* **REQUIREMENT**
Where a line below holds the string "Valid", copy that line.
┌─ STORED DATA
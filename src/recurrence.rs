use crate::{
    model::{EventId, GroupId, OverrideTime, ScheduleEvent, ScheduleEventException},
    occurrence::OccurrenceKey,
};
use chrono::{Duration, NaiveDateTime};
use log::{trace, warn};
use serde::Serialize;
use std::collections::HashMap;

/// How many weekly occurrences a recurring event generates after its own start.
pub const RECURRENCE_HORIZON_WEEKS: u32 = 52;

/// Records the recurrence of a schedule event
#[derive(Debug, Clone, Copy, PartialEq, Eq)]
pub enum Frequency {
    Once,
    /// Every week, for n occurrences after the first
    Weekly(u32),
}

impl Frequency {
    pub fn of(event: &ScheduleEvent, horizon_weeks: u32) -> Self {
        if event.is_recurring {
            Frequency::Weekly(horizon_weeks)
        } else {
            Frequency::Once
        }
    }

    pub fn get_period_length(&self) -> Duration {
        match *self {
            Frequency::Once => Duration::zero(),
            Frequency::Weekly(_) => Duration::weeks(1),
        }
    }

    /// Start times of the generated occurrences, numbered from 1. The first occurrence (the
    /// event itself) is not included.
    ///
    /// Steps are whole weeks of wall-clock time, so an occurrence keeps its time of day. The
    /// list ends early if a step would leave the representable calendar.
    pub fn get_occurrence_starts(&self, start: NaiveDateTime) -> Vec<(u32, NaiveDateTime)> {
        let count = match *self {
            Frequency::Once => return Vec::new(),
            Frequency::Weekly(count) => count,
        };

        let period = self.get_period_length();
        let mut starts = Vec::with_capacity(count as usize);
        let mut next = start;

        for index in 1..=count {
            next = match next.checked_add_signed(period) {
                Some(at) => at,
                None => {
                    warn!(
                        "recurrence from {} runs past the calendar after {} occurrences",
                        start,
                        index - 1
                    );
                    break;
                }
            };
            starts.push((index, next));
        }

        starts
    }
}

/// One event instance as the calendar shows it.
#[derive(Debug, Clone, PartialEq, Serialize)]
pub struct VisibleEvent {
    /// Display identity. Generated occurrences get `"{event}-recur-{n}"`.
    pub id: String,
    /// The stored event every mutation must target
    pub original_id: EventId,
    pub title: String,
    pub group_id: Option<GroupId>,
    pub start: NaiveDateTime,
    pub end: NaiveDateTime,
    pub is_recurring: bool,
    /// Whether this instance was generated rather than stored
    pub is_virtual: bool,
    pub occurrence_key: OccurrenceKey,
    pub exception: Option<ScheduleEventException>,
}

fn resolve_time(
    event: &ScheduleEvent,
    label: &str,
    time: Option<&OverrideTime>,
    fallback: NaiveDateTime,
) -> Option<NaiveDateTime> {
    match time {
        None => Some(fallback),
        Some(OverrideTime::Valid(at)) => Some(*at),
        Some(OverrideTime::Malformed(raw)) => {
            warn!(
                "skipping occurrence of event {}: unreadable {} time '{}'",
                event.id, label, raw
            );
            None
        }
    }
}

fn occurrence(
    event: &ScheduleEvent,
    index: u32,
    start: NaiveDateTime,
    exception: Option<&ScheduleEventException>,
) -> Option<VisibleEvent> {
    let occurrence_key = OccurrenceKey::from_local(start);

    let exception = match exception {
        Some(e) if e.is_deleted => {
            trace!("occurrence {} of event {} is deleted", occurrence_key, event.id);
            return None;
        }
        other => other,
    };

    let start = resolve_time(event, "start", exception.and_then(|e| e.new_start.as_ref()), start)?;
    let end = match start.checked_add_signed(event.duration()) {
        Some(end) => end,
        None => {
            warn!("skipping occurrence {} of event {}: end out of range", occurrence_key, event.id);
            return None;
        }
    };
    let end = resolve_time(event, "end", exception.and_then(|e| e.new_end.as_ref()), end)?;

    // An empty title override falls back to the event's own title.
    let title = exception
        .and_then(|e| e.new_title.as_ref())
        .filter(|t| !t.is_empty())
        .unwrap_or(&event.title)
        .clone();
    let group_id = match exception.and_then(|e| e.new_group_id.as_ref()) {
        Some(group_id) => group_id.clone(),
        None => event.group_id.clone(),
    };

    Some(VisibleEvent {
        id: format!("{}-recur-{}", event.id, index),
        original_id: event.id.clone(),
        title,
        group_id,
        start,
        end,
        is_recurring: event.is_recurring,
        is_virtual: true,
        occurrence_key,
        exception: exception.cloned(),
    })
}

/// Expand stored events into every instance the calendar shows.
///
/// Each event is emitted as itself, followed (when recurring) by its weekly occurrences up to
/// `horizon_weeks`. Exceptions are matched to occurrences by event id and occurrence key;
/// orphaned exceptions are ignored. The output depends only on the input.
pub fn expand(
    events: &[ScheduleEvent],
    exceptions: &[ScheduleEventException],
    horizon_weeks: u32,
) -> Vec<VisibleEvent> {
    let mut by_occurrence = HashMap::with_capacity(exceptions.len());
    for exception in exceptions {
        by_occurrence.insert(
            (exception.event_id.as_str(), &exception.occurrence),
            exception,
        );
    }

    let mut visible = Vec::new();

    for event in events {
        visible.push(VisibleEvent {
            id: event.id.clone(),
            original_id: event.id.clone(),
            title: event.title.clone(),
            group_id: event.group_id.clone(),
            start: event.start,
            end: event.end,
            is_recurring: event.is_recurring,
            is_virtual: false,
            occurrence_key: OccurrenceKey::from_local(event.start),
            exception: None,
        });

        for (index, start) in Frequency::of(event, horizon_weeks).get_occurrence_starts(event.start)
        {
            let key = OccurrenceKey::from_local(start);
            let exception = by_occurrence.get(&(event.id.as_str(), &key)).copied();
            if let Some(instance) = occurrence(event, index, start, exception) {
                visible.push(instance);
            }
        }
    }

    visible
}

#[cfg(test)]
mod tests {
    use super::*;
    use crate::test_utils::at;

    fn weekly(id: &str) -> ScheduleEvent {
        let mut event =
            ScheduleEvent::new("Maths", Some("g1".into()), at(2024, 3, 4, 15, 0), at(2024, 3, 4, 16, 30), true)
                .unwrap();
        event.id = id.to_owned();
        event
    }

    fn key_of(n: i64) -> OccurrenceKey {
        OccurrenceKey::from_local(at(2024, 3, 4, 15, 0) + Duration::weeks(n))
    }

    #[test]
    fn recurring_event_spans_the_horizon() {
        let event = weekly("e1");
        let visible = expand(&[event.clone()], &[], RECURRENCE_HORIZON_WEEKS);

        assert_eq!(visible.len(), 53);
        assert!(!visible[0].is_virtual);
        assert_eq!(visible[0].id, "e1");
        for pair in visible.windows(2) {
            assert_eq!(pair[1].start - pair[0].start, Duration::days(7));
        }
        for instance in &visible {
            assert_eq!(instance.end - instance.start, event.duration());
            assert_eq!(instance.original_id, "e1");
        }
        assert_eq!(visible[52].id, "e1-recur-52");
    }

    #[test]
    fn one_off_event_is_emitted_once() {
        let mut event = weekly("e1");
        event.is_recurring = false;

        let visible = expand(&[event], &[], RECURRENCE_HORIZON_WEEKS);
        assert_eq!(visible.len(), 1);
        assert_eq!(visible[0].occurrence_key, key_of(0));
    }

    #[test]
    fn deleted_occurrence_is_skipped() {
        let deletion = ScheduleEventException::deletion("e1", key_of(5));
        let visible = expand(&[weekly("e1")], &[deletion], RECURRENCE_HORIZON_WEEKS);

        assert_eq!(visible.len(), 52);
        assert!(visible.iter().all(|v| v.occurrence_key != key_of(5)));
        assert!(visible.iter().all(|v| v.id != "e1-recur-5"));
    }

    #[test]
    fn override_touches_only_its_occurrence() {
        let mut exception = ScheduleEventException::deletion("e1", key_of(5));
        exception.is_deleted = false;
        exception.new_title = Some("Maths (room 4)".into());

        let visible = expand(&[weekly("e1")], &[exception], RECURRENCE_HORIZON_WEEKS);
        let title = |n: i64| {
            visible
                .iter()
                .find(|v| v.occurrence_key == key_of(n))
                .map(|v| v.title.as_str())
        };

        assert_eq!(title(5), Some("Maths (room 4)"));
        assert_eq!(title(4), Some("Maths"));
        assert_eq!(title(6), Some("Maths"));
        assert_eq!(visible.len(), 53);
    }

    #[test]
    fn explicit_no_group_wins_over_event_group() {
        let mut cleared = ScheduleEventException::deletion("e1", key_of(2));
        cleared.is_deleted = false;
        cleared.new_group_id = Some(None);
        let mut untouched = ScheduleEventException::deletion("e1", key_of(3));
        untouched.is_deleted = false;
        untouched.new_title = Some(String::new());

        let visible = expand(&[weekly("e1")], &[cleared, untouched], RECURRENCE_HORIZON_WEEKS);

        assert_eq!(visible[2].group_id, None);
        assert!(visible[2].exception.is_some());
        assert_eq!(visible[3].group_id, Some("g1".to_owned()));
        assert_eq!(visible[3].title, "Maths");
    }

    #[test]
    fn moved_occurrence_keeps_duration_unless_end_given() {
        let mut moved = ScheduleEventException::deletion("e1", key_of(1));
        moved.is_deleted = false;
        moved.new_start = Some(OverrideTime::Valid(at(2024, 3, 12, 10, 0)));

        let visible = expand(&[weekly("e1")], &[moved], RECURRENCE_HORIZON_WEEKS);

        assert_eq!(visible[1].start, at(2024, 3, 12, 10, 0));
        assert_eq!(visible[1].end, at(2024, 3, 12, 11, 30));
        // The key still names the slot the occurrence came from.
        assert_eq!(visible[1].occurrence_key, key_of(1));
    }

    #[test]
    fn malformed_override_skips_only_that_occurrence() {
        let mut broken = ScheduleEventException::deletion("e1", key_of(7));
        broken.is_deleted = false;
        broken.new_end = Some(OverrideTime::Malformed("not a time".into()));

        let visible = expand(&[weekly("e1")], &[broken], RECURRENCE_HORIZON_WEEKS);
        assert_eq!(visible.len(), 52);
        assert!(visible.iter().all(|v| v.occurrence_key != key_of(7)));
    }

    #[test]
    fn exceptions_for_other_events_or_slots_are_ignored() {
        let orphaned = vec![
            ScheduleEventException::deletion("e2", key_of(5)),
            ScheduleEventException::deletion(
                "e1",
                OccurrenceKey::from_local(at(2024, 3, 5, 15, 0)),
            ),
        ];

        let visible = expand(&[weekly("e1")], &orphaned, RECURRENCE_HORIZON_WEEKS);
        assert_eq!(visible.len(), 53);
    }

    #[test]
    fn literal_event_ignores_exceptions() {
        let deletion = ScheduleEventException::deletion("e1", key_of(0));
        let visible = expand(&[weekly("e1")], &[deletion], RECURRENCE_HORIZON_WEEKS);

        assert_eq!(visible.len(), 53);
        assert_eq!(visible[0].id, "e1");
    }

    #[test]
    fn expansion_is_repeatable() {
        let mut moved = ScheduleEventException::deletion("e1", key_of(9));
        moved.is_deleted = false;
        moved.new_title = Some("Exam".into());
        let events = vec![weekly("e1"), weekly("e2")];
        let exceptions = vec![ScheduleEventException::deletion("e2", key_of(3)), moved];

        let first = serde_json::to_string(&expand(&events, &exceptions, 52)).unwrap();
        let second = serde_json::to_string(&expand(&events, &exceptions, 52)).unwrap();
        assert_eq!(first, second);
    }

    #[test]
    fn stepping_stops_at_the_end_of_the_calendar() {
        let start = NaiveDateTime::MAX - Duration::days(10);
        let starts = Frequency::Weekly(52).get_occurrence_starts(start);
        assert_eq!(starts.len(), 1);
    }
}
└─
* **SOLUTION TO THIS TASK**
        Some(OverrideTime::Valid(at)) => Some(*at),
        moved.new_start = Some(OverrideTime::Valid(at(2024, 3, 12, 10, 0)));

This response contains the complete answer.